Entries supplied:
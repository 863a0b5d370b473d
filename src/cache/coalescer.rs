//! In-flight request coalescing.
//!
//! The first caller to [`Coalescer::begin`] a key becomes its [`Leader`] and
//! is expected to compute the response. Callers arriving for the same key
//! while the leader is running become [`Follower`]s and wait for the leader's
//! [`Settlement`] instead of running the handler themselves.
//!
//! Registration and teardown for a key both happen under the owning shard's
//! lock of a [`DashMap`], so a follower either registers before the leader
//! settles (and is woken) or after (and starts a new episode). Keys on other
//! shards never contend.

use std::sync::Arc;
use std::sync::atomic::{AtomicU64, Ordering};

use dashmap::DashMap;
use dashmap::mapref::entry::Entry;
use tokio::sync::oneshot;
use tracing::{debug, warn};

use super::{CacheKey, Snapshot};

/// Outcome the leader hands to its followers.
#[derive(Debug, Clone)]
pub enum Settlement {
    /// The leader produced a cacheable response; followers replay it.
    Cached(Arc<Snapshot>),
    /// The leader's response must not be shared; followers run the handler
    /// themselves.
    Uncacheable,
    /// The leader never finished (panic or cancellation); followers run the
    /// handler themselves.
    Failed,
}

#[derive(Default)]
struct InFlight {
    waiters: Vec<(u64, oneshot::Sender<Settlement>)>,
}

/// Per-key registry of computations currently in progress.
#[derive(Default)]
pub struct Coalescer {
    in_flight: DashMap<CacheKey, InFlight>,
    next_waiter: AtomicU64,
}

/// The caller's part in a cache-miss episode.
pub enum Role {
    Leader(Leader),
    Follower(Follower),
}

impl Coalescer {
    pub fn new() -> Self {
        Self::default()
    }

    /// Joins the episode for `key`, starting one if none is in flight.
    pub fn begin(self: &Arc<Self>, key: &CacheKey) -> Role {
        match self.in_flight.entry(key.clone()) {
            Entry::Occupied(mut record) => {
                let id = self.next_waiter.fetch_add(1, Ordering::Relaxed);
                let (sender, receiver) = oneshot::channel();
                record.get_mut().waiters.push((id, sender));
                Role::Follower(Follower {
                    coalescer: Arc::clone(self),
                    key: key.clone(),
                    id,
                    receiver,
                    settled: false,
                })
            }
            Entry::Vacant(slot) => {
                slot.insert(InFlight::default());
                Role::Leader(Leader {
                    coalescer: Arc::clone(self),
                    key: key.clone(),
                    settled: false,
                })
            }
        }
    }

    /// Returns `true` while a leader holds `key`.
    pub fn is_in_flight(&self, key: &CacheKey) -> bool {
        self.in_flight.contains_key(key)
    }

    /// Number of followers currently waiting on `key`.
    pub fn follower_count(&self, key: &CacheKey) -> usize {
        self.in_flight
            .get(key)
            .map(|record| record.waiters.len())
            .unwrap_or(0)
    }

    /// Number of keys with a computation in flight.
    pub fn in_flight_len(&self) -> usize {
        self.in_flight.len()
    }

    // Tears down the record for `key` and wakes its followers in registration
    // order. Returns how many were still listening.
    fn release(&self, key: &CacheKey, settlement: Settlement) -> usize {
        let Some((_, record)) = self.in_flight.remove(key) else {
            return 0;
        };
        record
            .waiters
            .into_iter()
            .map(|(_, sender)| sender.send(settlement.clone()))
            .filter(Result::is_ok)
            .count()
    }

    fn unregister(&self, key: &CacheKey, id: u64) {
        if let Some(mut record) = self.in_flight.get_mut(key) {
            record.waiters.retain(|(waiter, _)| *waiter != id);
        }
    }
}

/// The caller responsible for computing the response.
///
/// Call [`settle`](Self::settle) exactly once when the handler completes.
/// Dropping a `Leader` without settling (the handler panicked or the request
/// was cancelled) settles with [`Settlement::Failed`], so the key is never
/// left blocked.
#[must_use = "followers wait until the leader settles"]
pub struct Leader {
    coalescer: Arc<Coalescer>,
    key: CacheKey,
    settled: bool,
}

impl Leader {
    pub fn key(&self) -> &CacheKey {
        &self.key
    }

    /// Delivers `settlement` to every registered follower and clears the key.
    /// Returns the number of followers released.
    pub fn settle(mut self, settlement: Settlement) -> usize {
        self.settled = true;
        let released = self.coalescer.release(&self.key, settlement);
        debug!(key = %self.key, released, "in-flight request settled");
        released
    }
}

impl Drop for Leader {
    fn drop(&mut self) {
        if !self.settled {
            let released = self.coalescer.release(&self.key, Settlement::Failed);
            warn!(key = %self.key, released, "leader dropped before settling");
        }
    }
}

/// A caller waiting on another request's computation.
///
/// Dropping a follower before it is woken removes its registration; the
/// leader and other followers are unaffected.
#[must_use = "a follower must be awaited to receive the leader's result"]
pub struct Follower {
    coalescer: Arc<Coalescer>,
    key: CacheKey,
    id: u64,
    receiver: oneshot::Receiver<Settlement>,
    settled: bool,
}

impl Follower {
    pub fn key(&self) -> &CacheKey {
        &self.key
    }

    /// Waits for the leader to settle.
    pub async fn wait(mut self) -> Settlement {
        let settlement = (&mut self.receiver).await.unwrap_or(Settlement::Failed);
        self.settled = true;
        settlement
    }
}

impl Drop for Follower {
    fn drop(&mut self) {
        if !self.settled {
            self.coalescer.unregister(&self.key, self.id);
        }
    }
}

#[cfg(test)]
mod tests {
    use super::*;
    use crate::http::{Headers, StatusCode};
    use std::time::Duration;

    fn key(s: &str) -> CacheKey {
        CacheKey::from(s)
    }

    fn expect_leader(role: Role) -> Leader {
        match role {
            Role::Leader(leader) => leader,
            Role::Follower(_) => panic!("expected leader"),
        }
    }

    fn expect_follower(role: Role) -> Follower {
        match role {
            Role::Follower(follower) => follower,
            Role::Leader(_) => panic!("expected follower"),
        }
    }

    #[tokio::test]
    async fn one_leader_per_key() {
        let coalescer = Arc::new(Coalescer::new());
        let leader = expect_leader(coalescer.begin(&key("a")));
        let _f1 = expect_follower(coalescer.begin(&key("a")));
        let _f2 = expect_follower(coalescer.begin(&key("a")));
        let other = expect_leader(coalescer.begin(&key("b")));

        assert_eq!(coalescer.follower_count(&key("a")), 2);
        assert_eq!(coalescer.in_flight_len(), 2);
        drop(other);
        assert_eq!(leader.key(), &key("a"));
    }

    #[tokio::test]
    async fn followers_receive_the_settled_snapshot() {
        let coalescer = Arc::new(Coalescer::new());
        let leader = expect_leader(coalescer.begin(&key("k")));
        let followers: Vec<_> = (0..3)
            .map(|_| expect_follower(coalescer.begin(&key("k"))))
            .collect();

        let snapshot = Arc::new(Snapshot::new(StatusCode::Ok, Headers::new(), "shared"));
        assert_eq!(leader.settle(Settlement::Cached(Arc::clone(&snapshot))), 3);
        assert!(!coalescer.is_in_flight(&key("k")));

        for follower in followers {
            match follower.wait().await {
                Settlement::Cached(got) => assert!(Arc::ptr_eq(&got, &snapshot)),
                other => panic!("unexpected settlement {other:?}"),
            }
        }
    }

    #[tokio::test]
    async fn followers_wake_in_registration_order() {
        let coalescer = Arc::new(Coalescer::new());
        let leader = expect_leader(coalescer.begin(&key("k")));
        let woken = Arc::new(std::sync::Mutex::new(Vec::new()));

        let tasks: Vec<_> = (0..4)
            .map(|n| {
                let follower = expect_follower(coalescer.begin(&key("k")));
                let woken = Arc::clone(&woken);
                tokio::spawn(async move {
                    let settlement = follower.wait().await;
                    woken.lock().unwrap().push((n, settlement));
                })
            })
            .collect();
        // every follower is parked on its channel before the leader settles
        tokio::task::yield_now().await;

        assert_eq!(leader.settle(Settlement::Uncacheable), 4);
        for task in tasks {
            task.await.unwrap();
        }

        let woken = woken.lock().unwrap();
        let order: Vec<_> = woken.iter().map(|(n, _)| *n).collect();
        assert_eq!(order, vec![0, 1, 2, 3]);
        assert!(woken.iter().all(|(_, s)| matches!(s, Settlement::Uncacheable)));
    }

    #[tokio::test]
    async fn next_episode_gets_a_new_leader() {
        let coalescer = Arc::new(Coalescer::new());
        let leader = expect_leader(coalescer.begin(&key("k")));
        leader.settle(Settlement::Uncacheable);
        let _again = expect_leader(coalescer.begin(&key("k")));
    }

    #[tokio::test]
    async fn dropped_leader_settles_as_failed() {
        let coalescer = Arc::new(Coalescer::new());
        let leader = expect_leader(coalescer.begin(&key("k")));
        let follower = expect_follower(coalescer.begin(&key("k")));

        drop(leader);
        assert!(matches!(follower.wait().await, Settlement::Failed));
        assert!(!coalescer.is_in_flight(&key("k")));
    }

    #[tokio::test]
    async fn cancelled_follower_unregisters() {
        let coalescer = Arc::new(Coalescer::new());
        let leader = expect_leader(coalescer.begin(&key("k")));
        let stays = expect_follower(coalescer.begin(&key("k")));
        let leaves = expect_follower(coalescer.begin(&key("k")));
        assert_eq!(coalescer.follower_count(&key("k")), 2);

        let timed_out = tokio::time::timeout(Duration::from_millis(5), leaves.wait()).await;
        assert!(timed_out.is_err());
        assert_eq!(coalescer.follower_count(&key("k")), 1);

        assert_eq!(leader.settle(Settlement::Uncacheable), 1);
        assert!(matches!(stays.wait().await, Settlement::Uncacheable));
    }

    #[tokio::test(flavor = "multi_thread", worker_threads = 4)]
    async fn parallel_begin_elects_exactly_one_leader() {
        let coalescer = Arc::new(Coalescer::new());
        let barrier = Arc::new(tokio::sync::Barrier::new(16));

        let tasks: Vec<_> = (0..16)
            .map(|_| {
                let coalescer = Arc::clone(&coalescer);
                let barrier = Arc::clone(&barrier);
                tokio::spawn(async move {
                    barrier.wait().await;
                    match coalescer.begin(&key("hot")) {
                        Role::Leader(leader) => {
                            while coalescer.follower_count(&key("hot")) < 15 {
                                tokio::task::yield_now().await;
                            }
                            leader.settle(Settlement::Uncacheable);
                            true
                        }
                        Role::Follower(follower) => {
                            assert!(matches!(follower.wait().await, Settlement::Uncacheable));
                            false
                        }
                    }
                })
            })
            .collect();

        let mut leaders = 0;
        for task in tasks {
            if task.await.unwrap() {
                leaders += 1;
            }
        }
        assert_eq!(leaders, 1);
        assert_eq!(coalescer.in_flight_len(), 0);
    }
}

--

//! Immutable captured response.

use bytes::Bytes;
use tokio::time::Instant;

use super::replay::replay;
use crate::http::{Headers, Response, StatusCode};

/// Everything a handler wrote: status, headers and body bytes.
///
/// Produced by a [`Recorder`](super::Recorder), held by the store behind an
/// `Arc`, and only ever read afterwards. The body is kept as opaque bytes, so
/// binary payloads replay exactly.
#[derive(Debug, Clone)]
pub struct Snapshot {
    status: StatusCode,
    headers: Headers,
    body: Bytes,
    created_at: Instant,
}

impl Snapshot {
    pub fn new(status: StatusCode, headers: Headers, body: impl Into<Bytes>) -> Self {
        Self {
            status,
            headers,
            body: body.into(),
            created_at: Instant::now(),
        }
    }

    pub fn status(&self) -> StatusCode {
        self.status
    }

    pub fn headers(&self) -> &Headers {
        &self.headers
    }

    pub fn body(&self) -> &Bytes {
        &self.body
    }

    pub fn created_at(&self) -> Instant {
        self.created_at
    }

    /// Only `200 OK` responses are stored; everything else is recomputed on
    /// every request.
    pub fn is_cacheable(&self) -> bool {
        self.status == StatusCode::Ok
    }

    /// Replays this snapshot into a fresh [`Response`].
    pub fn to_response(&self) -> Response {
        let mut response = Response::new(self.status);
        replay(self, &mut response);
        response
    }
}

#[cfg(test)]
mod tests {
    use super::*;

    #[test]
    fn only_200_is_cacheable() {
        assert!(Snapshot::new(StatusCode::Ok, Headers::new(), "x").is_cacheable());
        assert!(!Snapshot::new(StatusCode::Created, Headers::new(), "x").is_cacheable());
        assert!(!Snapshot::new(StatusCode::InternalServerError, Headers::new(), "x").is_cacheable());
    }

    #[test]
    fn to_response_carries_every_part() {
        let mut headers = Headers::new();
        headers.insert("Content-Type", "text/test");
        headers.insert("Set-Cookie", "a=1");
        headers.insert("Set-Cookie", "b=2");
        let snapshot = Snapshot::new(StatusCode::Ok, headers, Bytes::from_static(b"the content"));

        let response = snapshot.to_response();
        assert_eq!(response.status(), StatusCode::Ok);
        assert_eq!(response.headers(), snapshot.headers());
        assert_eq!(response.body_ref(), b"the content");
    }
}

Exercise aim: Search the listing above for "shared" and copy every line that holds it.

Response:
    /// The leader's response must not be shared; followers run the handler
        let snapshot = Arc::new(Snapshot::new(StatusCode::Ok, Headers::new(), "shared"));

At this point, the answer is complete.